Inside view: Erin McKiel

August 23, 2012 at 10:08PM
Erin McKiel
Erin McKiel (./The Minnesota Star Tribune)

Senior project architect at BWBR

Erin McKiel, who received Minnesota's Young Architect Award for 2012, hadn't always planned to be an architect. In fact, she considered quite a different career path.

The 33-year-old St. Paul native ended up bypassing an appointment to the U.S. Naval Academy -- where she planned to study aeronautical engineering -- to pursue a career in architecture at the University of Notre Dame School of Architecture. McKiel, who has been a licensed architect for five years, joined St. Paul-based BWBR in 2006 and specializes in health care design.

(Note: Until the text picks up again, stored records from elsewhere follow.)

use bytemuck::NoUninit;

use std::fmt;
use std::ops::*;

/// size in bytes
pub type ByteSize = usize;
/// offset in byte
pub type ByteOffset = isize;

/// Address represents an arbitrary address in the program's address space: a heap
/// location, a card-table byte, a thread-local block, or the entry of a piece of code.
/// The barrier generator never dereferences an `Address` itself. It only embeds
/// addresses as immediates into emitted code and does arithmetic on them, so the
/// constructors are safe. This type needs to be zero overhead (memory wise and time wise).
#[repr(transparent)]
#[derive(Copy, Clone, Eq, Hash, PartialOrd, Ord, PartialEq, NoUninit, Default)]
pub struct Address(usize);

/// Address + ByteSize (positive)
impl Add<ByteSize> for Address {
    type Output = Address;
    fn add(self, offset: ByteSize) -> Address {
        Address(self.0 + offset)
    }
}

/// Address + ByteOffset (positive or negative)
impl Add<ByteOffset> for Address {
    type Output = Address;
    fn add(self, offset: ByteOffset) -> Address {
        Address((self.0 as isize + offset) as usize)
    }
}

/// Address - ByteSize (positive)
impl Sub<ByteSize> for Address {
    type Output = Address;
    fn sub(self, offset: ByteSize) -> Address {
        Address(self.0 - offset)
    }
}

/// Address ^ Address. The result is no longer an address, but a bit pattern
/// whose high bits tell whether two addresses share an aligned chunk.
impl BitXor<Address> for Address {
    type Output = usize;
    fn bitxor(self, other: Address) -> usize {
        self.0 ^ other.0
    }
}

/// Address >> shift (get an index)
impl Shr<usize> for Address {
    type Output = usize;
    fn shr(self, shift: usize) -> usize {
        self.0 >> shift
    }
}

impl Address {
    /// The lowest possible address.
    pub const ZERO: Self = Address(0);

    /// creates an arbitrary Address
    pub const fn from_usize(raw: usize) -> Address {
        Address(raw)
    }

    /// is this address zero?
    pub const fn is_zero(self) -> bool {
        self.0 == 0
    }

    /// aligns up the address to the given alignment
    pub const fn align_up(self, align: ByteSize) -> Address {
        use crate::util::conversions;
        Address(conversions::raw_align_up(self.0, align))
    }

    /// aligns down the address to the given alignment
    pub const fn align_down(self, align: ByteSize) -> Address {
        use crate::util::conversions;
        Address(conversions::raw_align_down(self.0, align))
    }

    /// is this address aligned to the given alignment
    pub const fn is_aligned_to(self, align: usize) -> bool {
        use crate::util::conversions;
        conversions::raw_is_aligned(self.0, align)
    }

    /// Do `self` and `other` fall in the same naturally aligned chunk of `1 << log_bytes` bytes?
    /// This is the region-cross test the post-barrier emits.
    pub const fn in_same_chunk(self, other: Address, log_bytes: usize) -> bool {
        (self.0 ^ other.0) >> log_bytes == 0
    }

    /// converts the Address to a pointer-sized integer
    pub const fn as_usize(self) -> usize {
        self.0
    }
}

/// allows Display format the Address (as lower-case hex value with 0x prefix)
impl fmt::Display for Address {
    fn fmt(&self, f: &mut fmt::Formatter) -> fmt::Result {
        write!(f, "{:#x}", self.0)
    }
}

/// allows Debug format the Address (as lower-case hex value with 0x prefix)
impl fmt::Debug for Address {
    fn fmt(&self, f: &mut fmt::Formatter) -> fmt::Result {
        write!(f, "{:#x}", self.0)
    }
}
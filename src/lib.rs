//! Write-barrier code generation for a region-based, concurrently marking garbage collector.
//!
//! Compiled code calls into this crate at every reference store, every bulk reference-array
//! copy and every load of a weak or phantom referent. The crate emits the barrier code for
//! the site through the compiler's [`asm::MacroAssembler`]:
//!
//! * an SATB pre-barrier that records overwritten references while marking is active, and
//! * a card-marking post-barrier that logs cross-region stores for the remembered sets.
//!
//! The collector describes its thread block, card table and runtime entry points with a
//! [`vm::BarrierLayout`] and [`vm::RuntimeEntries`], and builds one [`BarrierSet`] for the
//! process. Each compiler tier then picks a call-site shape: the interpreter shape on
//! [`BarrierSet`] itself, [`tier::BaselineBarriers`] (everything inline, shared trampolines)
//! or [`tier::OptimizingBarriers`] (inline fast path, deferred out-of-line stubs).
//!
//! Logging goes through the `log` crate. With the default `builtin_env_logger` feature,
//! [`util::logger::try_init`] installs `env_logger`.

#[cfg(any(test, feature = "mock_test"))]
#[macro_use]
extern crate lazy_static;
#[macro_use]
extern crate log;

#[macro_use]
pub mod asm;
pub mod barrier;
pub mod tier;
pub mod util;
pub mod vm;

pub use crate::barrier::{
    BarrierFlags, BarrierKind, BarrierSet, Operand, OperandBindings, ReferenceStrength,
};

She also has served on several programs looking at quality of life issues and design in St. Paul, including design ideas for the Ford plant site and development of the city's Central Corridor neighborhoods. The AIA Minnesota Young Architect Award, sponsored by the American Institute of Architects (AIA), is for architects who've been licensed for less than 10 years.

QWhy pursue architecture?

AI found it to be that perfect balance between creativity and the technical, the structuring, the detailing that engineering had.

QDo you find health care design satisfying?

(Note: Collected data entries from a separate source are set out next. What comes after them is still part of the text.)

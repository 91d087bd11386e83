// Some helpers are only used by some tests.
#![allow(dead_code)]

use std::collections::HashMap;

use crate::asm::*;

/// One recorded [`MacroAssembler`] operation.
#[derive(Clone, Debug, PartialEq, Eq)]
pub enum Inst {
    Jump { target: Label },
    BranchCmpImm { cond: Cond, reg: Reg, imm: usize, target: Label },
    Mov { dst: Reg, src: Reg },
    MovImm { dst: Reg, imm: usize },
    Lea { dst: Reg, mem: Mem },
    Load { width: Width, dst: Reg, mem: Mem },
    Store { width: Width, src: Reg, mem: Mem },
    LoadReference { dst: Reg, mem: Mem, compressed: bool },
    StoreReference { src: Option<Reg>, mem: Mem, compressed: bool },
    Add { dst: Reg, a: Reg, b: Reg },
    SubImm { dst: Reg, src: Reg, imm: usize },
    Xor { dst: Reg, a: Reg, b: Reg },
    ShrImm { dst: Reg, src: Reg, shift: u32 },
    FenceStoreLoad,
    Push { regs: RegSet },
    Pop { regs: RegSet },
    CallLeaf { entry: CodeEntry, arg_count: usize, style: CallStyle },
    FarCall { entry: CodeEntry },
    Enter,
    Leave,
    StoreParameter { src: Reg, slot: usize },
    LoadParameter { dst: Reg, slot: usize },
    StubPrologue { name: &'static str },
    StubEpilogue,
    /// Stop the machine. Not part of [`MacroAssembler`]; tests put it between a method body and
    /// its deferred stubs.
    Halt,
}

impl Inst {
    pub fn branch_target(&self) -> Option<Label> {
        match self {
            Inst::Jump { target } | Inst::BranchCmpImm { target, .. } => Some(*target),
            _ => None,
        }
    }
}

/// Finished mock code: the instructions and where each label is bound.
#[derive(Clone, Debug, Default)]
pub struct MockCode {
    insts: Vec<Inst>,
    labels: HashMap<Label, usize>,
}

impl MockCode {
    pub fn insts(&self) -> &[Inst] {
        &self.insts
    }

    /// The instruction index a label is bound to.
    pub fn label_position(&self, label: Label) -> usize {
        match self.labels.get(&label) {
            Some(pos) => *pos,
            None => panic!("label {:?} is not bound", label),
        }
    }

    pub fn count<P: Fn(&Inst) -> bool>(&self, pred: P) -> usize {
        self.insts.iter().filter(|i| pred(i)).count()
    }

    pub fn position<P: Fn(&Inst) -> bool>(&self, pred: P) -> Option<usize> {
        self.insts.iter().position(pred)
    }

    pub fn positions<P: Fn(&Inst) -> bool>(&self, pred: P) -> Vec<usize> {
        self.insts
            .iter()
            .enumerate()
            .filter(|(_, i)| pred(i))
            .map(|(pos, _)| pos)
            .collect()
    }

    pub fn contains<P: Fn(&Inst) -> bool>(&self, pred: P) -> bool {
        self.insts.iter().any(pred)
    }
}

/// A [`MacroAssembler`] that records what it is asked to emit.
#[derive(Debug, Default)]
pub struct MockAssembler {
    name: Option<&'static str>,
    code: MockCode,
    next_label: u32,
}

impl MockAssembler {
    pub fn new() -> Self {
        Self::default()
    }

    pub fn named(name: &'static str) -> Self {
        MockAssembler {
            name: Some(name),
            ..Default::default()
        }
    }

    pub fn name(&self) -> Option<&'static str> {
        self.name
    }

    pub fn emit(&mut self, inst: Inst) {
        self.code.insts.push(inst);
    }

    pub fn halt(&mut self) {
        self.emit(Inst::Halt);
    }

    /// The instructions emitted so far.
    pub fn insts(&self) -> &[Inst] {
        &self.code.insts
    }

    /// Check every branch target is bound and hand out the code.
    pub fn finish(self) -> MockCode {
        for inst in &self.code.insts {
            if let Some(target) = inst.branch_target() {
                assert!(
                    self.code.labels.contains_key(&target),
                    "branch to unbound label {:?} in {:?}",
                    target,
                    inst
                );
            }
        }
        self.code
    }
}

impl MacroAssembler for MockAssembler {
    fn new_label(&mut self) -> Label {
        self.next_label += 1;
        Label::new(self.next_label)
    }

    fn bind(&mut self, label: Label) {
        let pos = self.code.insts.len();
        let previous = self.code.labels.insert(label, pos);
        assert!(previous.is_none(), "label {:?} bound twice", label);
    }

    fn jump(&mut self, target: Label) {
        self.emit(Inst::Jump { target });
    }

    fn branch_cmp_imm(&mut self, cond: Cond, reg: Reg, imm: usize, target: Label) {
        self.emit(Inst::BranchCmpImm {
            cond,
            reg,
            imm,
            target,
        });
    }

    fn mov(&mut self, dst: Reg, src: Reg) {
        self.emit(Inst::Mov { dst, src });
    }

    fn mov_imm(&mut self, dst: Reg, imm: usize) {
        self.emit(Inst::MovImm { dst, imm });
    }

    fn lea(&mut self, dst: Reg, mem: Mem) {
        self.emit(Inst::Lea { dst, mem });
    }

    fn load(&mut self, width: Width, dst: Reg, mem: Mem) {
        self.emit(Inst::Load { width, dst, mem });
    }

    fn store(&mut self, width: Width, src: Reg, mem: Mem) {
        self.emit(Inst::Store { width, src, mem });
    }

    fn load_reference(&mut self, dst: Reg, mem: Mem, compressed: bool) {
        self.emit(Inst::LoadReference {
            dst,
            mem,
            compressed,
        });
    }

    fn store_reference(&mut self, src: Option<Reg>, mem: Mem, compressed: bool) {
        self.emit(Inst::StoreReference {
            src,
            mem,
            compressed,
        });
    }

    fn add(&mut self, dst: Reg, a: Reg, b: Reg) {
        self.emit(Inst::Add { dst, a, b });
    }

    fn sub_imm(&mut self, dst: Reg, src: Reg, imm: usize) {
        self.emit(Inst::SubImm { dst, src, imm });
    }

    fn xor(&mut self, dst: Reg, a: Reg, b: Reg) {
        self.emit(Inst::Xor { dst, a, b });
    }

    fn shr_imm(&mut self, dst: Reg, src: Reg, shift: u32) {
        self.emit(Inst::ShrImm { dst, src, shift });
    }

    fn fence_store_load(&mut self) {
        self.emit(Inst::FenceStoreLoad);
    }

    fn push(&mut self, regs: RegSet) {
        self.emit(Inst::Push { regs });
    }

    fn pop(&mut self, regs: RegSet) {
        self.emit(Inst::Pop { regs });
    }

    fn call_leaf(&mut self, entry: CodeEntry, arg_count: usize, style: CallStyle) {
        self.emit(Inst::CallLeaf {
            entry,
            arg_count,
            style,
        });
    }

    fn far_call(&mut self, entry: CodeEntry) {
        self.emit(Inst::FarCall { entry });
    }

    fn enter(&mut self) {
        self.emit(Inst::Enter);
    }

    fn leave(&mut self) {
        self.emit(Inst::Leave);
    }

    fn store_parameter(&mut self, src: Reg, slot: usize) {
        self.emit(Inst::StoreParameter { src, slot });
    }

    fn load_parameter(&mut self, dst: Reg, slot: usize) {
        self.emit(Inst::LoadParameter { dst, slot });
    }

    fn stub_prologue(&mut self, name: &'static str) {
        self.emit(Inst::StubPrologue { name });
    }

    fn stub_epilogue(&mut self) {
        self.emit(Inst::StubEpilogue);
    }
}

/// A code cache for standalone stubs. Each installed stub gets its own entry address.
#[derive(Debug, Default)]
pub struct MockCodeCache {
    blobs: Vec<(&'static str, CodeEntry, MockCode)>,
}

/// Where the first installed stub goes. Stubs are 4KB apart.
pub const CODE_CACHE_START: usize = 0x7000_0000;

impl MockCodeCache {
    pub fn new() -> Self {
        Self::default()
    }

    pub fn len(&self) -> usize {
        self.blobs.len()
    }

    pub fn is_empty(&self) -> bool {
        self.blobs.is_empty()
    }

    pub fn blobs(&self) -> impl Iterator<Item = (&'static str, CodeEntry, &MockCode)> {
        self.blobs.iter().map(|(n, e, c)| (*n, *e, c))
    }

    pub fn get(&self, entry: CodeEntry) -> Option<&MockCode> {
        self.blobs
            .iter()
            .find(|(_, e, _)| *e == entry)
            .map(|(_, _, c)| c)
    }
}

impl CodeInstaller for MockCodeCache {
    type Asm = MockAssembler;

    fn new_stub(&mut self, name: &'static str) -> MockAssembler {
        MockAssembler::named(name)
    }

    fn install(&mut self, name: &'static str, asm: MockAssembler) -> CodeEntry {
        assert_eq!(asm.name(), Some(name));
        let entry = CodeEntry::new(crate::util::Address::from_usize(
            CODE_CACHE_START + self.blobs.len() * 0x1000,
        ));
        self.blobs.push((name, entry, asm.finish()));
        entry
    }
}
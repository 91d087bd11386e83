//! What the barrier generator reads from the collector: the layout of the thread block and
//! card table, and the addresses of the runtime functions barrier code calls.

pub mod layout;
pub mod runtime;


pub use layout::{BarrierLayout, CardValues, FlagWidth, QueueKind, QueueOffsets};
pub use runtime::{RuntimeEntries, RuntimeEntry};
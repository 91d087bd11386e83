//! The instruction-emission interface barrier code is generated against.
//!
//! Encoding instructions is the embedding compiler's business. The barrier generator only
//! needs a small macro-assembler vocabulary: moves, loads and stores, a few ALU operations,
//! compare-and-branch, a store-load fence, register-set push/pop and calls. Each compiler
//! tier implements [`MacroAssembler`] for its own code buffer.

#[macro_use]
pub mod reg;

use std::fmt;

use crate::util::Address;
pub use reg::{Reg, RegSet, RegisterConventions};

/// A branch target within one code buffer. Labels are created by [`MacroAssembler::new_label`],
/// may be branched to before they are bound, and are bound exactly once.
#[derive(Copy, Clone, PartialEq, Eq, Hash, Debug)]
pub struct Label(u32);

impl Label {
    pub const fn new(id: u32) -> Self {
        Label(id)
    }

    pub const fn id(self) -> u32 {
        self.0
    }
}

/// The entry point of a piece of code outside the code buffer being assembled: a runtime
/// function or a shared trampoline.
#[derive(Copy, Clone, PartialEq, Eq, Hash, Debug)]
pub struct CodeEntry(Address);

impl CodeEntry {
    pub const fn new(addr: Address) -> Self {
        CodeEntry(addr)
    }

    pub const fn address(self) -> Address {
        self.0
    }
}

impl fmt::Display for CodeEntry {
    fn fmt(&self, f: &mut fmt::Formatter) -> fmt::Result {
        write!(f, "{}", self.0)
    }
}

/// The width of a memory access. Loads zero-extend into the full register.
#[derive(Copy, Clone, PartialEq, Eq, Debug)]
pub enum Width {
    Byte,
    Int,
    Word,
}

impl Width {
    pub const fn bytes(self) -> usize {
        match self {
            Width::Byte => 1,
            Width::Int => 4,
            Width::Word => crate::util::constants::BYTES_IN_WORD,
        }
    }
}

/// A memory operand.
#[derive(Copy, Clone, PartialEq, Eq, Debug)]
pub enum Mem {
    /// `base + offset`
    Base { base: Reg, offset: isize },
    /// `base + index`
    Indexed { base: Reg, index: Reg },
}

impl Mem {
    /// `[base]`
    pub const fn base(base: Reg) -> Self {
        Mem::Base { base, offset: 0 }
    }

    /// `[base + offset]`
    pub const fn at(base: Reg, offset: isize) -> Self {
        Mem::Base { base, offset }
    }

    /// `[base + index]`
    pub const fn indexed(base: Reg, index: Reg) -> Self {
        Mem::Indexed { base, index }
    }

    /// The registers the operand reads.
    pub fn registers(&self) -> RegSet {
        match *self {
            Mem::Base { base, .. } => RegSet::of(&[base]),
            Mem::Indexed { base, index } => RegSet::of(&[base, index]),
        }
    }
}

/// Branch conditions for compare-and-branch.
#[derive(Copy, Clone, PartialEq, Eq, Debug)]
pub enum Cond {
    Eq,
    Ne,
}

/// How a leaf call into the runtime is emitted.
#[derive(Copy, Clone, PartialEq, Eq, Debug)]
pub enum CallStyle {
    /// The site has a complete call frame; the assembler may verify frame state around the call.
    Checked,
    /// The site may be frame-less (e.g. inside a reference load barrier); emit the bare call
    /// sequence with no frame bookkeeping.
    Expanded,
}

/// The primitives barrier code is emitted with.
///
/// Implementations must emit exactly the operation asked for: barrier code relies on
/// unlisted registers and memory being left alone. The only allowed side effect beyond the
/// described one is that a compressed [`MacroAssembler::store_reference`] may overwrite its
/// source register with the encoded value.
pub trait MacroAssembler {
    fn new_label(&mut self) -> Label;
    fn bind(&mut self, label: Label);

    /// Unconditional branch.
    fn jump(&mut self, target: Label);
    /// Compare `reg` with `imm` and branch to `target` if `cond` holds.
    fn branch_cmp_imm(&mut self, cond: Cond, reg: Reg, imm: usize, target: Label);

    fn mov(&mut self, dst: Reg, src: Reg);
    fn mov_imm(&mut self, dst: Reg, imm: usize);
    /// Materialize the effective address of `mem` in `dst`.
    fn lea(&mut self, dst: Reg, mem: Mem);

    fn load(&mut self, width: Width, dst: Reg, mem: Mem);
    fn store(&mut self, width: Width, src: Reg, mem: Mem);
    /// Load a reference, decoding it when `compressed`.
    fn load_reference(&mut self, dst: Reg, mem: Mem, compressed: bool);
    /// Store a reference, encoding it when `compressed`. `None` stores null.
    fn store_reference(&mut self, src: Option<Reg>, mem: Mem, compressed: bool);

    fn add(&mut self, dst: Reg, a: Reg, b: Reg);
    fn sub_imm(&mut self, dst: Reg, src: Reg, imm: usize);
    fn xor(&mut self, dst: Reg, a: Reg, b: Reg);
    /// Logical shift right.
    fn shr_imm(&mut self, dst: Reg, src: Reg, shift: u32);

    /// Order earlier stores before later loads.
    fn fence_store_load(&mut self);

    fn push(&mut self, regs: RegSet);
    fn pop(&mut self, regs: RegSet);

    /// Call a runtime function with `arg_count` arguments already in the argument registers.
    fn call_leaf(&mut self, entry: CodeEntry, arg_count: usize, style: CallStyle);
    /// Call code that may be out of direct branch range, e.g. a shared trampoline.
    fn far_call(&mut self, entry: CodeEntry);

    fn enter(&mut self);
    fn leave(&mut self);

    /// Pass a value to an out-of-line stub through its parameter area.
    fn store_parameter(&mut self, src: Reg, slot: usize);
    /// Read a value passed by [`MacroAssembler::store_parameter`], from inside the stub.
    fn load_parameter(&mut self, dst: Reg, slot: usize);

    /// Start a standalone stub. Everything up to [`MacroAssembler::stub_epilogue`] forms its body.
    fn stub_prologue(&mut self, name: &'static str);
    /// Return from a standalone stub.
    fn stub_epilogue(&mut self);
}

/// Turns freshly assembled standalone code into callable code.
///
/// The process-wide trampolines are generated through this interface once, at start-up.
pub trait CodeInstaller {
    type Asm: MacroAssembler;

    fn new_stub(&mut self, name: &'static str) -> Self::Asm;
    fn install(&mut self, name: &'static str, asm: Self::Asm) -> CodeEntry;
}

AI find it to be super rewarding. It's working for a client profession that's giving back to people. The Park Nicollet Frauenshuh Cancer Center in St. Louis Park was one of my first projects.

QYou worked with cancer patients in designing the facility, correct?

AYes. Park Nicollet was on the cutting edge of that. We worked with staff and patients and heard patients' responses to how architecture can change the way they recover.

QHow was it designed to help patients in recovery?

AIn the way it's organized and how it provides services to patients. In contrast to what they were coming from, where a patient might have to go between multiple buildings to get treatment in a day, in this new facility, essentially all of the treatment is coming to the patient -- the lab draw, the chemotherapy, the scheduling. So everything works around the comfort of that patient.

QHow does it feel to see a project go from a sketch to completion?

AIt's like walking through your 3-D model. You can look back at a project and see where kernels of inspiration started.

QYou probably eat, live and breathe a project during the design process.

AYes. For some of these health care projects, it might be eight months or longer working on documents and another 18 months of construction. It's a long process.